Collected data:
+++

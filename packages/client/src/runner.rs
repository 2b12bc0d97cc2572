//! Command execution logic of the `genwatch` binary.

use std::collections::HashMap;

use chrono::Utc;
use genwatch_shared::dto::{
    AppGenerationRequest, AppGenerationResponse, Assignment, CodeGenerationRequest,
    GenerateRequest,
};

use crate::{
    api::{ApiClient, ListQuery},
    connection::ConnectionManager,
    domain::ReconnectPolicy,
    error::CliError,
    formatter::{AssignmentFormatter, AssistantFormatter, ProgressFormatter},
    progress::{ConnectionPhase, ProgressBoard, ProgressSession, ViewState},
    target::{ConnectionTarget, ResourceId, ResourceKind},
};

/// How a progress channel is watched
#[derive(Debug, Clone, Copy, PartialEq, Eq)]
pub struct WatchOptions {
    pub resource_kind: ResourceKind,
    pub policy: ReconnectPolicy,
    /// Retry once, as a user would, when tracking ends in the error phase
    pub retry_on_error: bool,
}

impl Default for WatchOptions {
    fn default() -> Self {
        Self {
            resource_kind: ResourceKind::Assignment,
            policy: ReconnectPolicy::default(),
            retry_on_error: false,
        }
    }
}

/// Watch the progress channel of one resource until it settles
///
/// # Arguments
///
/// * `base_url` - Backend base URL; the channel URL is derived from it
/// * `resource_id` - Assignment or project id
/// * `options` - Resource kind, reconnect policy and retry behaviour
///
/// # Errors
///
/// Returns `CliError::Tracking` when generation fails or the connection gives
/// up, and `CliError::Incomplete` when the channel ends without a result.
pub async fn run_watch(
    base_url: &str,
    resource_id: impl Into<ResourceId>,
    options: WatchOptions,
) -> Result<ViewState, CliError> {
    let target = ConnectionTarget::new(options.resource_kind, resource_id, base_url);
    let manager = ConnectionManager::websocket(options.policy);
    let mut session = ProgressSession::start(target, manager);

    watch_session(&mut session, options.retry_on_error).await
}

/// Drive `session`, printing every change of the view, until it settles.
pub async fn watch_session(
    session: &mut ProgressSession,
    retry_on_error: bool,
) -> Result<ViewState, CliError> {
    let mut retried = false;
    let mut last_printed: Option<ViewState> = None;

    loop {
        while !session.snapshot().connection_phase.is_settled() {
            if !session.step().await {
                break;
            }
            let state = session.snapshot();
            if last_printed.as_ref() != Some(&state) {
                println!("{}", ProgressFormatter::format_update(&state));
                last_printed = Some(state);
            }
        }

        let state = session.snapshot();
        if state.connection_phase == ConnectionPhase::Error && retry_on_error && !retried {
            tracing::warn!("Generation tracking failed, retrying once");
            retried = true;
            session.retry();
            continue;
        }

        print!("{}", ProgressFormatter::format_state(&state));
        return match state.connection_phase {
            ConnectionPhase::Completed => Ok(state),
            ConnectionPhase::Error => Err(CliError::Tracking(
                state
                    .last_error
                    .clone()
                    .unwrap_or_else(|| state.display_message.clone()),
            )),
            _ => Err(CliError::Incomplete),
        };
    }
}

/// Print the assignment list
pub async fn run_list(api: &ApiClient, query: &ListQuery) -> Result<(), CliError> {
    print_list(api, query).await?;
    Ok(())
}

/// Print the assignment list, then follow every generating assignment live
///
/// Returns once no generating assignment is left to follow.
pub async fn run_list_watch(
    api: &ApiClient,
    query: &ListQuery,
    policy: ReconnectPolicy,
) -> Result<(), CliError> {
    let mut board = ProgressBoard::websocket(api.base_url().as_str(), policy);
    watch_list(api, query, &mut board).await
}

/// Drive `board` from the listing, fetching the list again whenever one of
/// the tracked assignments completes.
pub async fn watch_list(
    api: &ApiClient,
    query: &ListQuery,
    board: &mut ProgressBoard,
) -> Result<(), CliError> {
    let assignments = print_list(api, query).await?;
    board.sync(&assignments);
    if board.is_empty() {
        println!("No generation in progress");
        return Ok(());
    }

    let mut last_printed: HashMap<u64, ViewState> = HashMap::new();
    while let Some(update) = board.next_update().await {
        if last_printed.get(&update.id) != Some(&update.state) {
            println!(
                "#{:<5} {}",
                update.id,
                ProgressFormatter::format_update(&update.state)
            );
            last_printed.insert(update.id, update.state.clone());
        }

        if update.finished && update.state.connection_phase == ConnectionPhase::Completed {
            let assignments = print_list(api, query).await?;
            board.sync(&assignments);
        }
    }
    Ok(())
}

async fn print_list(api: &ApiClient, query: &ListQuery) -> Result<Vec<Assignment>, CliError> {
    let assignments = api.list_assignments(query).await?;
    if assignments.is_empty() {
        println!("No assignments found");
    }

    let now = Utc::now();
    for assignment in &assignments {
        println!("{}", AssignmentFormatter::format_summary(assignment, now));
    }
    Ok(assignments)
}

/// Print the detail of one assignment
pub async fn run_show(api: &ApiClient, id: u64) -> Result<(), CliError> {
    let assignment = api.get_assignment(id).await?;
    print!("{}", AssignmentFormatter::format_detail(&assignment, Utc::now()));
    Ok(())
}

/// Print the chat of one assignment
pub async fn run_chat(api: &ApiClient, id: u64) -> Result<(), CliError> {
    let messages = api.chat_messages(id).await?;
    if messages.is_empty() {
        println!("No messages yet");
    }
    for message in &messages {
        println!("{}", AssignmentFormatter::format_chat_message(message));
    }
    Ok(())
}

/// What to do with a drafted chat message
#[derive(Debug, Clone, Copy, PartialEq, Eq)]
pub enum MessageChoice {
    SendOriginal,
    UseImproved,
    /// Only show the suggestion; nothing is posted
    Discard,
}

/// Draft a chat message, show the suggested rewrite, then post the chosen version
///
/// Returns the text that was posted, if any.
pub async fn run_chat_send(
    api: &ApiClient,
    id: u64,
    text: &str,
    choice: MessageChoice,
) -> Result<Option<String>, CliError> {
    let draft = api.improve_message(id, text).await?;
    print!("{}", AssistantFormatter::format_improvement(&draft));

    let final_version = match choice {
        MessageChoice::SendOriginal => draft.original,
        MessageChoice::UseImproved => draft.improved,
        MessageChoice::Discard => {
            println!("Message not sent");
            return Ok(None);
        }
    };
    api.confirm_message(id, draft.message_id, &final_version).await?;
    println!("Message sent to assignment #{}", id);
    Ok(Some(final_version))
}

/// Generate a code snippet and print it with its output
pub async fn run_generate_code(
    api: &ApiClient,
    request: &CodeGenerationRequest,
) -> Result<(), CliError> {
    let response = api.generate_code(request).await?;
    print!("{}", AssistantFormatter::format_code(&response));
    Ok(())
}

/// Generate an application and print its files and services
pub async fn run_generate_app(
    api: &ApiClient,
    request: &AppGenerationRequest,
) -> Result<AppGenerationResponse, CliError> {
    let response = api.generate_application(request).await?;
    print!("{}", AssistantFormatter::format_application(&response));
    if let Some(errors) = &response.validation_errors
        && !errors.is_empty()
    {
        tracing::warn!("Application generated with {} validation errors", errors.len());
    }
    Ok(response)
}

/// Open the unassigned assignments for bidding
pub async fn run_bidding(api: &ApiClient) -> Result<(), CliError> {
    let message = api.trigger_bidding().await?;
    println!("{}", message);
    Ok(())
}

/// Start a generation run and optionally watch it
///
/// Returns the id of the created assignment.
pub async fn run_generate(
    api: &ApiClient,
    request: &GenerateRequest,
    watch: Option<WatchOptions>,
) -> Result<u64, CliError> {
    let id = api.start_generation(request).await?;
    println!("Generation started for assignment #{}", id);

    if let Some(options) = watch {
        let options = WatchOptions {
            resource_kind: ResourceKind::Assignment,
            ..options
        };
        run_watch(api.base_url().as_str(), id, options).await?;
    }
    Ok(id)
}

+++

WHAT IS NEEDED: Repeat all of the records, letter for letter.

ANSWER:
filename packages/client/src/runner.rs
repository 2b12bc0d97cc2572
//! Command execution logic of the `genwatch` binary.

use std::collections::HashMap;

use chrono::Utc;
use genwatch_shared::dto::{
    AppGenerationRequest, AppGenerationResponse, Assignment, CodeGenerationRequest,
    GenerateRequest,
};

use crate::{
    api::{ApiClient, ListQuery},
    connection::ConnectionManager,
    domain::ReconnectPolicy,
    error::CliError,
    formatter::{AssignmentFormatter, AssistantFormatter, ProgressFormatter},
    progress::{ConnectionPhase, ProgressBoard, ProgressSession, ViewState},
    target::{ConnectionTarget, ResourceId, ResourceKind},
};

/// How a progress channel is watched
#[derive(Debug, Clone, Copy, PartialEq, Eq)]
pub struct WatchOptions {
    pub resource_kind: ResourceKind,
    pub policy: ReconnectPolicy,
    /// Retry once, as a user would, when tracking ends in the error phase
    pub retry_on_error: bool,
}

impl Default for WatchOptions {
    fn default() -> Self {
        Self {
            resource_kind: ResourceKind::Assignment,
            policy: ReconnectPolicy::default(),
            retry_on_error: false,
        }
    }
}

/// Watch the progress channel of one resource until it settles
///
/// # Arguments
///
/// * `base_url` - Backend base URL; the channel URL is derived from it
/// * `resource_id` - Assignment or project id
/// * `options` - Resource kind, reconnect policy and retry behaviour
///
/// # Errors
///
/// Returns `CliError::Tracking` when generation fails or the connection gives
/// up, and `CliError::Incomplete` when the channel ends without a result.
pub async fn run_watch(
    base_url: &str,
    resource_id: impl Into<ResourceId>,
    options: WatchOptions,
) -> Result<ViewState, CliError> {
    let target = ConnectionTarget::new(options.resource_kind, resource_id, base_url);
    let manager = ConnectionManager::websocket(options.policy);
    let mut session = ProgressSession::start(target, manager);

    watch_session(&mut session, options.retry_on_error).await
}

/// Drive `session`, printing every change of the view, until it settles.
pub async fn watch_session(
    session: &mut ProgressSession,
    retry_on_error: bool,
) -> Result<ViewState, CliError> {
    let mut retried = false;
    let mut last_printed: Option<ViewState> = None;

    loop {
        while !session.snapshot().connection_phase.is_settled() {
            if !session.step().await {
                break;
            }
            let state = session.snapshot();
            if last_printed.as_ref() != Some(&state) {
                println!("{}", ProgressFormatter::format_update(&state));
                last_printed = Some(state);
            }
        }

        let state = session.snapshot();
        if state.connection_phase == ConnectionPhase::Error && retry_on_error && !retried {
            tracing::warn!("Generation tracking failed, retrying once");
            retried = true;
            session.retry();
            continue;
        }

        print!("{}", ProgressFormatter::format_state(&state));
        return match state.connection_phase {
            ConnectionPhase::Completed => Ok(state),
            ConnectionPhase::Error => Err(CliError::Tracking(
                state
                    .last_error
                    .clone()
                    .unwrap_or_else(|| state.display_message.clone()),
            )),
            _ => Err(CliError::Incomplete),
        };
    }
}

/// Print the assignment list
pub async fn run_list(api: &ApiClient, query: &ListQuery) -> Result<(), CliError> {
    print_list(api, query).await?;
    Ok(())
}

/// Print the assignment list, then follow every generating assignment live
///
/// Returns once no generating assignment is left to follow.
pub async fn run_list_watch(
    api: &ApiClient,
    query: &ListQuery,
    policy: ReconnectPolicy,
) -> Result<(), CliError> {
    let mut board = ProgressBoard::websocket(api.base_url().as_str(), policy);
    watch_list(api, query, &mut board).await
}

/// Drive `board` from the listing, fetching the list again whenever one of
/// the tracked assignments completes.
pub async fn watch_list(
    api: &ApiClient,
    query: &ListQuery,
    board: &mut ProgressBoard,
) -> Result<(), CliError> {
    let assignments = print_list(api, query).await?;
    board.sync(&assignments);
    if board.is_empty() {
        println!("No generation in progress");
        return Ok(());
    }

    let mut last_printed: HashMap<u64, ViewState> = HashMap::new();
    while let Some(update) = board.next_update().await {
        if last_printed.get(&update.id) != Some(&update.state) {
            println!(
                "#{:<5} {}",
                update.id,
                ProgressFormatter::format_update(&update.state)
            );
            last_printed.insert(update.id, update.state.clone());
        }

        if update.finished && update.state.connection_phase == ConnectionPhase::Completed {
            let assignments = print_list(api, query).await?;
            board.sync(&assignments);
        }
    }
    Ok(())
}

async fn print_list(api: &ApiClient, query: &ListQuery) -> Result<Vec<Assignment>, CliError> {
    let assignments = api.list_assignments(query).await?;
    if assignments.is_empty() {
        println!("No assignments found");
    }

    let now = Utc::now();
    for assignment in &assignments {
        println!("{}", AssignmentFormatter::format_summary(assignment, now));
    }
    Ok(assignments)
}

/// Print the detail of one assignment
pub async fn run_show(api: &ApiClient, id: u64) -> Result<(), CliError> {
    let assignment = api.get_assignment(id).await?;
    print!("{}", AssignmentFormatter::format_detail(&assignment, Utc::now()));
    Ok(())
}

/// Print the chat of one assignment
pub async fn run_chat(api: &ApiClient, id: u64) -> Result<(), CliError> {
    let messages = api.chat_messages(id).await?;
    if messages.is_empty() {
        println!("No messages yet");
    }
    for message in &messages {
        println!("{}", AssignmentFormatter::format_chat_message(message));
    }
    Ok(())
}

/// What to do with a drafted chat message
#[derive(Debug, Clone, Copy, PartialEq, Eq)]
pub enum MessageChoice {
    SendOriginal,
    UseImproved,
    /// Only show the suggestion; nothing is posted
    Discard,
}

/// Draft a chat message, show the suggested rewrite, then post the chosen version
///
/// Returns the text that was posted, if any.
pub async fn run_chat_send(
    api: &ApiClient,
    id: u64,
    text: &str,
    choice: MessageChoice,
) -> Result<Option<String>, CliError> {
    let draft = api.improve_message(id, text).await?;
    print!("{}", AssistantFormatter::format_improvement(&draft));

    let final_version = match choice {
        MessageChoice::SendOriginal => draft.original,
        MessageChoice::UseImproved => draft.improved,
        MessageChoice::Discard => {
            println!("Message not sent");
            return Ok(None);
        }
    };
    api.confirm_message(id, draft.message_id, &final_version).await?;
    println!("Message sent to assignment #{}", id);
    Ok(Some(final_version))
}

/// Generate a code snippet and print it with its output
pub async fn run_generate_code(
    api: &ApiClient,
    request: &CodeGenerationRequest,
) -> Result<(), CliError> {
    let response = api.generate_code(request).await?;
    print!("{}", AssistantFormatter::format_code(&response));
    Ok(())
}

/// Generate an application and print its files and services
pub async fn run_generate_app(
    api: &ApiClient,
    request: &AppGenerationRequest,
) -> Result<AppGenerationResponse, CliError> {
    let response = api.generate_application(request).await?;
    print!("{}", AssistantFormatter::format_application(&response));
    if let Some(errors) = &response.validation_errors
        && !errors.is_empty()
    {
        tracing::warn!("Application generated with {} validation errors", errors.len());
    }
    Ok(response)
}

/// Open the unassigned assignments for bidding
pub async fn run_bidding(api: &ApiClient) -> Result<(), CliError> {
    let message = api.trigger_bidding().await?;
    println!("{}", message);
    Ok(())
}

/// Start a generation run and optionally watch it
///
/// Returns the id of the created assignment.
pub async fn run_generate(
    api: &ApiClient,
    request: &GenerateRequest,
    watch: Option<WatchOptions>,
) -> Result<u64, CliError> {
    let id = api.start_generation(request).await?;
    println!("Generation started for assignment #{}", id);

    if let Some(options) = watch {
        let options = WatchOptions {
            resource_kind: ResourceKind::Assignment,
            ..options
        };
        run_watch(api.base_url().as_str(), id, options).await?;
    }
    Ok(id)
}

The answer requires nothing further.